- **Task objective**
Whenever a line below includes the word "first", copy that line.

╭─ Records to process

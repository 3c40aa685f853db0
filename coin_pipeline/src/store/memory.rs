//! In-process layer store

use crate::data::{Asset, RawTable};
use crate::error::{PipelineError, Result};
use crate::store::{check_row_widths, CellValue, LayerStore};
use std::collections::HashMap;
use tracing::debug;

#[derive(Debug, Clone, Default)]
struct StoredTable {
    columns: Vec<String>,
    rows: Vec<Vec<CellValue>>,
}

/// Layer store backed by a hash map of tables
#[derive(Debug, Clone, Default)]
pub struct MemoryStore {
    tables: HashMap<String, StoredTable>,
}

impl MemoryStore {
    /// Create an empty store
    pub fn new() -> Self {
        Self::default()
    }

    /// Seed the raw ingest table of an asset
    pub fn insert_raw(&mut self, asset: Asset, raw: RawTable) {
        let rows = raw
            .rows()
            .iter()
            .map(|row| {
                row.iter()
                    .map(|cell| cell.clone().map_or(CellValue::Null, CellValue::Text))
                    .collect()
            })
            .collect();

        self.tables.insert(
            asset.bronze_table().to_string(),
            StoredTable {
                columns: raw.headers().to_vec(),
                rows,
            },
        );
    }

    /// Check whether a table exists
    pub fn contains_table(&self, table: &str) -> bool {
        self.tables.contains_key(table)
    }

    /// Typed rows of a table, as written
    pub fn rows(&self, table: &str) -> Option<&[Vec<CellValue>]> {
        self.tables.get(table).map(|t| t.rows.as_slice())
    }

    /// Number of rows in a table, 0 if missing
    pub fn row_count(&self, table: &str) -> usize {
        self.tables.get(table).map_or(0, |t| t.rows.len())
    }
}

impl LayerStore for MemoryStore {
    fn load_table(&self, table: &str) -> Result<RawTable> {
        let stored = self
            .tables
            .get(table)
            .ok_or_else(|| PipelineError::StoreError(format!("Table not found: {}", table)))?;

        let mut raw = RawTable::new(stored.columns.clone());
        for row in &stored.rows {
            raw.push_row(row.iter().map(CellValue::to_text).collect())?;
        }
        Ok(raw)
    }

    fn replace_table(
        &mut self,
        table: &str,
        columns: &[&str],
        rows: &[Vec<CellValue>],
    ) -> Result<usize> {
        check_row_widths(table, columns, rows)?;

        // The new table is fully built before the old one is swapped out.
        let replacement = StoredTable {
            columns: columns.iter().map(|c| c.to_string()).collect(),
            rows: rows.to_vec(),
        };
        self.tables.insert(table.to_string(), replacement);

        debug!(table, rows = rows.len(), "replaced table");
        Ok(rows.len())
    }
}

#[cfg(test)]
mod tests {
    use super::*;

    #[test]
    fn test_replace_discards_previous_rows() {
        let mut store = MemoryStore::new();
        let cols = ["A", "B"];
        let first = vec![
            vec![CellValue::Integer(1), CellValue::Text("x".into())],
            vec![CellValue::Integer(2), CellValue::Null],
        ];
        assert_eq!(store.replace_table("t", &cols, &first).unwrap(), 2);

        let second = vec![vec![CellValue::Integer(3), CellValue::real(f64::NAN)]];
        assert_eq!(store.replace_table("t", &cols, &second).unwrap(), 1);

        let loaded = store.load_table("t").unwrap();
        assert_eq!(loaded.len(), 1);
        assert_eq!(loaded.rows()[0], vec![Some("3".to_string()), None]);
    }

    #[test]
    fn test_width_mismatch_keeps_previous_content() {
        let mut store = MemoryStore::new();
        let cols = ["A"];
        store
            .replace_table("t", &cols, &[vec![CellValue::Integer(7)]])
            .unwrap();

        let bad = vec![vec![CellValue::Integer(1), CellValue::Integer(2)]];
        let result = store.replace_table("t", &cols, &bad);
        assert!(matches!(result, Err(PipelineError::WriteError { .. })));
        assert_eq!(store.rows("t").unwrap(), &[vec![CellValue::Integer(7)]]);
    }

    #[test]
    fn test_missing_table() {
        let store = MemoryStore::new();
        assert!(matches!(
            store.load_raw(Asset::Bitcoin),
            Err(PipelineError::StoreError(_))
        ));
    }
}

╰─

- **Exercise answer**
        let first = vec![
        assert_eq!(store.replace_table("t", &cols, &first).unwrap(), 2);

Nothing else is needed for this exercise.